Having cost roughly £15.3bn to build, the Hong Kong–Zhuhai–Macau bridge spans 55km and connects Hong Kong to Macau and Zhuhai.
Its opening comes after years of safety concerns during construction, with at least 18 workers having died on the project, according to officials.
Furthermore, earlier this year Hong Kong’s Independent Commission Against Corruption arrested two senior executives and 19 staff members from a contractor working for the government’s Civil Engineering and Development Department for alleged corruption, in relation to claims of false concrete compression test reports for the bridge.
Construction of the bridge was also completed behind schedule as it had previously been planned to open in 2016.
Approximately 30km of the bridge’s total length crosses the sea of the Pearl River delta.

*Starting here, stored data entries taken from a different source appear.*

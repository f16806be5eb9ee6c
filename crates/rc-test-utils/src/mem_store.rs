//! In-memory store implementing all three store traits.
//!
//! Backs coordinator tests without a database. Semantics mirror the
//! Postgres repositories:
//!
//! - expired meeting/attendee records read as absent but stay in the map
//! - `create_room` writes the meeting record and opening interval under
//!   one lock (the in-memory stand-in for the transaction)
//! - interval vectors are append-only; reverse insertion order stands in
//!   for `ORDER BY started_at DESC`
//!
//! Failure switches let tests drive the best-effort accounting paths.

use async_trait::async_trait;
use chrono::Utc;
use common::types::RoomTitle;
use rc_service::errors::RcError;
use rc_service::models::{
    AttendeeRecord, IntervalStatus, MeetingRecord, NewAttendeeRecord, NewMeetingRecord,
    NewOccupancyInterval, NewUsageInterval, OccupancyRecord, ParticipantUsageRecord,
};
use rc_service::repositories::{MeetingRecordStore, OccupancyLedger, ParticipantUsageTracker};
use std::collections::HashMap;
use std::sync::{Arc, Mutex};
use uuid::Uuid;

#[derive(Debug, Default)]
struct MemStoreInner {
    meetings: HashMap<String, MeetingRecord>,
    attendees: HashMap<(String, String), AttendeeRecord>,
    occupancy: Vec<OccupancyRecord>,
    usage: Vec<ParticipantUsageRecord>,
    fail_usage: bool,
    fail_occupancy_close: bool,
    fail_record_delete: bool,
}

/// In-memory store for coordinator tests.
#[derive(Debug, Clone, Default)]
pub struct MemStore {
    inner: Arc<Mutex<MemStoreInner>>,
}

impl MemStore {
    /// Create a new empty store.
    #[must_use]
    pub fn new() -> Self {
        Self::default()
    }

    /// Make every participant-usage operation fail until reset.
    pub fn set_fail_usage(&self, fail: bool) {
        self.inner.lock().unwrap().fail_usage = fail;
    }

    /// Make the room-level close fail until reset.
    pub fn set_fail_occupancy_close(&self, fail: bool) {
        self.inner.lock().unwrap().fail_occupancy_close = fail;
    }

    /// Make meeting-record deletion fail until reset.
    pub fn set_fail_record_delete(&self, fail: bool) {
        self.inner.lock().unwrap().fail_record_delete = fail;
    }

    /// Raw meeting record for a title, ignoring logical expiry.
    #[must_use]
    pub fn raw_meeting_record(&self, title: &RoomTitle) -> Option<MeetingRecord> {
        self.inner
            .lock()
            .unwrap()
            .meetings
            .get(title.as_str())
            .cloned()
    }

    /// All occupancy records for a title, in insertion (start) order.
    #[must_use]
    pub fn occupancy_records(&self, title: &RoomTitle) -> Vec<OccupancyRecord> {
        self.inner
            .lock()
            .unwrap()
            .occupancy
            .iter()
            .filter(|r| r.title == *title)
            .cloned()
            .collect()
    }

    /// All usage records for a title, in insertion (start) order.
    #[must_use]
    pub fn usage_records(&self, title: &RoomTitle) -> Vec<ParticipantUsageRecord> {
        self.inner
            .lock()
            .unwrap()
            .usage
            .iter()
            .filter(|r| r.title == *title)
            .cloned()
            .collect()
    }
}

#[async_trait]
impl MeetingRecordStore for MemStore {
    async fn get(&self, title: &RoomTitle) -> Result<Option<MeetingRecord>, RcError> {
        let inner = self.inner.lock().unwrap();
        Ok(inner
            .meetings
            .get(title.as_str())
            .filter(|record| record.expires_at > Utc::now())
            .cloned())
    }

    async fn create_room(
        &self,
        meeting: NewMeetingRecord,
        opening: NewOccupancyInterval,
    ) -> Result<(), RcError> {
        let mut inner = self.inner.lock().unwrap();

        // Both writes happen under one lock, like the real transaction.
        inner.meetings.insert(
            meeting.title.as_str().to_string(),
            MeetingRecord {
                title: meeting.title.clone(),
                provider_meeting: meeting.provider_meeting,
                expires_at: Utc::now() + meeting.ttl,
            },
        );

        inner.occupancy.push(OccupancyRecord {
            occupancy_id: Uuid::new_v4(),
            team_id: opening.team_id,
            title: opening.title,
            attendee_name: opening.attendee_name,
            user_email: opening.user_email,
            started_at: Utc::now(),
            ended_at: None,
            status: IntervalStatus::Open,
        });

        Ok(())
    }

    async fn delete(&self, title: &RoomTitle) -> Result<(), RcError> {
        let mut inner = self.inner.lock().unwrap();
        if inner.fail_record_delete {
            return Err(RcError::Store("mem store: delete disabled".to_string()));
        }
        inner.meetings.remove(title.as_str());
        Ok(())
    }

    async fn put_attendee(&self, attendee: NewAttendeeRecord) -> Result<(), RcError> {
        let mut inner = self.inner.lock().unwrap();
        inner.attendees.insert(
            (
                attendee.title.as_str().to_string(),
                attendee.attendee_id.clone(),
            ),
            AttendeeRecord {
                title: attendee.title,
                attendee_id: attendee.attendee_id,
                display_name: attendee.display_name,
                expires_at: Utc::now() + attendee.ttl,
            },
        );
        Ok(())
    }

    async fn get_attendee(
        &self,
        title: &RoomTitle,
        attendee_id: &str,
    ) -> Result<Option<AttendeeRecord>, RcError> {
        let inner = self.inner.lock().unwrap();
        Ok(inner
            .attendees
            .get(&(title.as_str().to_string(), attendee_id.to_string()))
            .filter(|record| record.expires_at > Utc::now())
            .cloned())
    }
}

#[async_trait]
impl OccupancyLedger for MemStore {
    async fn open_interval(
        &self,
        interval: NewOccupancyInterval,
    ) -> Result<OccupancyRecord, RcError> {
        let mut inner = self.inner.lock().unwrap();
        let record = OccupancyRecord {
            occupancy_id: Uuid::new_v4(),
            team_id: interval.team_id,
            title: interval.title,
            attendee_name: interval.attendee_name,
            user_email: interval.user_email,
            started_at: Utc::now(),
            ended_at: None,
            status: IntervalStatus::Open,
        };
        inner.occupancy.push(record.clone());
        Ok(record)
    }

    async fn latest_for_room(
        &self,
        title: &RoomTitle,
    ) -> Result<Option<OccupancyRecord>, RcError> {
        let inner = self.inner.lock().unwrap();
        Ok(inner
            .occupancy
            .iter()
            .rev()
            .find(|r| r.title == *title)
            .cloned())
    }

    async fn close_latest_open_for_room(
        &self,
        title: &RoomTitle,
    ) -> Result<Option<OccupancyRecord>, RcError> {
        let mut inner = self.inner.lock().unwrap();
        if inner.fail_occupancy_close {
            return Err(RcError::Store(
                "mem store: occupancy close disabled".to_string(),
            ));
        }

        let record = inner
            .occupancy
            .iter_mut()
            .rev()
            .find(|r| r.title == *title && r.status == IntervalStatus::Open);

        match record {
            Some(record) => {
                record.ended_at = Some(Utc::now());
                record.status = IntervalStatus::Closed;
                Ok(Some(record.clone()))
            }
            None => Ok(None),
        }
    }
}

#[async_trait]
impl ParticipantUsageTracker for MemStore {
    async fn open_interval(
        &self,
        interval: NewUsageInterval,
    ) -> Result<ParticipantUsageRecord, RcError> {
        let mut inner = self.inner.lock().unwrap();
        if inner.fail_usage {
            return Err(RcError::Store("mem store: usage disabled".to_string()));
        }

        let record = ParticipantUsageRecord {
            usage_id: Uuid::new_v4(),
            title: interval.title,
            participant_identity: interval.participant_identity,
            user_email: interval.user_email,
            started_at: Utc::now(),
            ended_at: None,
        };
        inner.usage.push(record.clone());
        Ok(record)
    }

    async fn close_latest_open_for_participant(
        &self,
        title: &RoomTitle,
        participant_identity: &str,
    ) -> Result<Option<ParticipantUsageRecord>, RcError> {
        let mut inner = self.inner.lock().unwrap();
        if inner.fail_usage {
            return Err(RcError::Store("mem store: usage disabled".to_string()));
        }

        // Newest-first scan; must match on identity as well as title.
        let record = inner
            .usage
            .iter_mut()
            .rev()
            .find(|r| r.title == *title && r.participant_identity == participant_identity && r.ended_at.is_none());

        match record {
            Some(record) => {
                record.ended_at = Some(Utc::now());
                Ok(Some(record.clone()))
            }
            None => Ok(None),
        }
    }
}
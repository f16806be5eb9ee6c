//! Conferencing provider gateway.
//!
//! Thin, mockable abstraction over the external provider's meeting API.
//! The HTTP implementation applies a bounded per-request timeout and
//! classifies responses into the [`RcError`] taxonomy; it never retries
//! and never inspects provider error bodies beyond the status class.
//!
//! # Classification
//!
//! - 2xx: success
//! - 404: [`RcError::ProviderMeetingNotFound`]
//! - other 4xx: [`RcError::ProviderBadRequest`]
//! - 5xx, timeouts, connection errors: [`RcError::ProviderUnavailable`]

use crate::errors::RcError;
use crate::models::{MeetingFeatures, ProviderAttendee, ProviderMeeting};
use crate::observability::metrics;
use async_trait::async_trait;
use common::secret::{ExposeSecret, SecretString};
use common::types::ExternalUserId;
use serde::Serialize;
use serde_json::Value;
use std::time::{Duration, Instant};
use tracing::{debug, instrument};

/// Request body for provider meeting creation.
#[derive(Debug, Clone, Serialize)]
pub struct CreateMeetingRequest {
    /// Idempotency token for the provider; fresh per creation attempt.
    pub client_request_token: String,

    /// Media region the meeting is hosted in.
    pub media_region: String,

    /// Feature toggles.
    pub features: MeetingFeatures,
}

/// Gateway to the external conferencing provider.
///
/// Implementations perform the remote call and nothing else: no local
/// persistence, no retries.
#[async_trait]
pub trait ConferenceProviderGateway: Send + Sync {
    /// Create a provider meeting.
    async fn create_meeting(
        &self,
        request: &CreateMeetingRequest,
    ) -> Result<ProviderMeeting, RcError>;

    /// Admit a new attendee into an existing provider meeting.
    ///
    /// Fails with [`RcError::ProviderMeetingNotFound`] when the meeting id
    /// is stale or unknown, the caller's signal that a stored meeting
    /// record is invalid and must be dropped.
    async fn create_attendee(
        &self,
        meeting_id: &str,
        external_user_id: &ExternalUserId,
    ) -> Result<ProviderAttendee, RcError>;

    /// Delete a provider meeting.
    ///
    /// Deleting an already-deleted meeting surfaces
    /// [`RcError::ProviderMeetingNotFound`]; callers tearing a room down
    /// treat that as success.
    async fn delete_meeting(&self, meeting_id: &str) -> Result<(), RcError>;
}

/// Request body for provider attendee creation.
#[derive(Debug, Serialize)]
struct CreateAttendeeBody {
    external_user_id: String,
}

/// HTTP client for the conferencing provider API.
pub struct HttpProviderClient {
    http: reqwest::Client,
    base_url: String,
    api_key: SecretString,
}

impl HttpProviderClient {
    /// Create a new provider client.
    ///
    /// # Arguments
    ///
    /// * `base_url` - Provider API base URL
    /// * `api_key` - Provider API key, sent as a bearer token
    /// * `timeout` - Bounded per-request timeout
    ///
    /// # Errors
    ///
    /// Returns `RcError::Config` if the underlying HTTP client cannot be
    /// built.
    pub fn new(
        base_url: &str,
        api_key: SecretString,
        timeout: Duration,
    ) -> Result<Self, RcError> {
        let http = reqwest::Client::builder()
            .timeout(timeout)
            .build()
            .map_err(|e| RcError::Config(format!("Failed to build provider HTTP client: {e}")))?;

        Ok(Self {
            http,
            base_url: base_url.trim_end_matches('/').to_string(),
            api_key,
        })
    }

    /// Classify a transport-level failure.
    fn classify_transport(operation: &str, err: &reqwest::Error) -> RcError {
        if err.is_timeout() {
            RcError::ProviderUnavailable(format!("{operation} timed out"))
        } else {
            RcError::ProviderUnavailable(format!("{operation} failed: {err}"))
        }
    }

    /// Classify a non-success status.
    fn classify_status(operation: &str, status: reqwest::StatusCode) -> RcError {
        if status == reqwest::StatusCode::NOT_FOUND {
            RcError::ProviderMeetingNotFound(format!("{operation} returned 404"))
        } else if status.is_client_error() {
            RcError::ProviderBadRequest(format!("{operation} returned {status}"))
        } else {
            RcError::ProviderUnavailable(format!("{operation} returned {status}"))
        }
    }

    /// Send a request and return the parsed success payload.
    async fn dispatch(
        &self,
        operation: &'static str,
        request: reqwest::RequestBuilder,
    ) -> Result<Value, RcError> {
        let start = Instant::now();

        let result = request
            .bearer_auth(self.api_key.expose_secret())
            .send()
            .await;

        let response = match result {
            Ok(response) => response,
            Err(e) => {
                metrics::record_provider_request(operation, "error", start.elapsed());
                return Err(Self::classify_transport(operation, &e));
            }
        };

        let status = response.status();
        if !status.is_success() {
            metrics::record_provider_request(operation, "error", start.elapsed());
            return Err(Self::classify_status(operation, status));
        }

        let payload = response.json::<Value>().await.map_err(|e| {
            metrics::record_provider_request(operation, "error", start.elapsed());
            RcError::Serialization(format!("{operation} returned unparseable payload: {e}"))
        })?;

        metrics::record_provider_request(operation, "success", start.elapsed());
        Ok(payload)
    }
}

#[async_trait]
impl ConferenceProviderGateway for HttpProviderClient {
    #[instrument(skip_all, name = "rc.provider.create_meeting", fields(media_region = %request.media_region))]
    async fn create_meeting(
        &self,
        request: &CreateMeetingRequest,
    ) -> Result<ProviderMeeting, RcError> {
        let url = format!("{}/v1/meetings", self.base_url);
        let payload = self
            .dispatch("create_meeting", self.http.post(&url).json(request))
            .await?;

        let meeting = ProviderMeeting::from_descriptor(payload)?;

        debug!(
            target: "rc.services.provider",
            meeting_id = %meeting.meeting_id,
            "Provider meeting created"
        );

        Ok(meeting)
    }

    #[instrument(skip_all, name = "rc.provider.create_attendee", fields(meeting_id = %meeting_id))]
    async fn create_attendee(
        &self,
        meeting_id: &str,
        external_user_id: &ExternalUserId,
    ) -> Result<ProviderAttendee, RcError> {
        let url = format!("{}/v1/meetings/{meeting_id}/attendees", self.base_url);
        let body = CreateAttendeeBody {
            external_user_id: external_user_id.to_string(),
        };
        let payload = self
            .dispatch("create_attendee", self.http.post(&url).json(&body))
            .await?;

        let attendee = ProviderAttendee::from_descriptor(payload)?;

        debug!(
            target: "rc.services.provider",
            meeting_id = %meeting_id,
            attendee_id = %attendee.attendee_id,
            "Provider attendee created"
        );

        Ok(attendee)
    }

    #[instrument(skip_all, name = "rc.provider.delete_meeting", fields(meeting_id = %meeting_id))]
    async fn delete_meeting(&self, meeting_id: &str) -> Result<(), RcError> {
        let url = format!("{}/v1/meetings/{meeting_id}", self.base_url);
        let start = Instant::now();

        let result = self
            .http
            .delete(&url)
            .bearer_auth(self.api_key.expose_secret())
            .send()
            .await;

        let response = match result {
            Ok(response) => response,
            Err(e) => {
                metrics::record_provider_request("delete_meeting", "error", start.elapsed());
                return Err(Self::classify_transport("delete_meeting", &e));
            }
        };

        let status = response.status();
        if !status.is_success() {
            metrics::record_provider_request("delete_meeting", "error", start.elapsed());
            return Err(Self::classify_status("delete_meeting", status));
        }

        metrics::record_provider_request("delete_meeting", "success", start.elapsed());

        debug!(
            target: "rc.services.provider",
            meeting_id = %meeting_id,
            "Provider meeting deleted"
        );

        Ok(())
    }
}
//! Secret types for protecting sensitive values from accidental logging.
//!
//! Re-exports types from the [`secrecy`] crate. Use them for every
//! sensitive value the room controller touches: the database URL (it may
//! embed credentials) and the conferencing-provider API key.
//!
//! `SecretString` implements `Debug` with redaction, so any struct that
//! derives `Debug` while holding one gets safe logging behavior for free;
//! reading the value requires an explicit `expose_secret()` call. Secrets
//! are zeroized on drop.
//!
//! # Example
//!
//! ```rust
//! use common::secret::{ExposeSecret, SecretString};
//!
//! #[derive(Debug)]
//! struct ProviderCredentials {
//!     base_url: String,
//!     api_key: SecretString,
//! }
//!
//! let creds = ProviderCredentials {
//!     base_url: "https://provider.example.com".to_string(),
//!     api_key: SecretString::from("k-123456"),
//! };
//!
//! // Debug output redacts the key
//! assert!(!format!("{creds:?}").contains("k-123456"));
//!
//! // Access requires an explicit expose
//! assert_eq!(creds.api_key.expose_secret(), "k-123456");
//! ```

// Re-export the main types from secrecy
pub use secrecy::{ExposeSecret, SecretBox, SecretString};

#[cfg(test)]
mod tests {
    use super::*;
    use serde::Deserialize;

    #[test]
    fn test_debug_is_redacted() {
        let secret = SecretString::from("hunter2");
        let debug_str = format!("{secret:?}");

        assert!(debug_str.contains("REDACTED"));
        assert!(!debug_str.contains("hunter2"));
    }

    #[test]
    fn test_expose_secret_returns_inner_value() {
        let secret = SecretString::from("postgres://user:pw@db/parley");
        assert_eq!(secret.expose_secret(), "postgres://user:pw@db/parley");
    }

    #[test]
    fn test_deserialize() {
        #[allow(dead_code)]
        #[derive(Debug, Deserialize)]
        struct Credentials {
            key_id: String,
            api_key: SecretString,
        }

        let json = r#"{"key_id": "svc-123", "api_key": "my-secret-value"}"#;
        let creds: Credentials = serde_json::from_str(json).expect("deserialize");

        assert_eq!(creds.api_key.expose_secret(), "my-secret-value");

        let debug = format!("{creds:?}");
        assert!(!debug.contains("my-secret-value"));
        assert!(debug.contains("REDACTED"));
    }

    #[test]
    fn test_clone_works() {
        let secret = SecretString::from("cloneable");
        let cloned = secret.clone();
        assert_eq!(cloned.expose_secret(), "cloneable");
    }
}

The remaining parts are link roads, viaducts and land tunnels which connect Zhuhai and Hong Kong to the main bridge.
The finished project includes a 29.6km dual three lane carriageway in the form of bridge and tunnel crossing comprising a 6.7km tunnel, three cable stay bridges, connecting viaducts and two artificial islands for the tunnel entrances west of the Hong Kong boundary.
Arup was involved in the designing of the bridge and has claimed that it represents a vital link to prosperity in the Pan-Pearl River Delta region.
Travel time from Hong Kong to Macau or Zhuhai will be reduced from more than three hours to half an hour due to work on the bridge being completed, according to Arup.
The bridge will today open to limited bus services.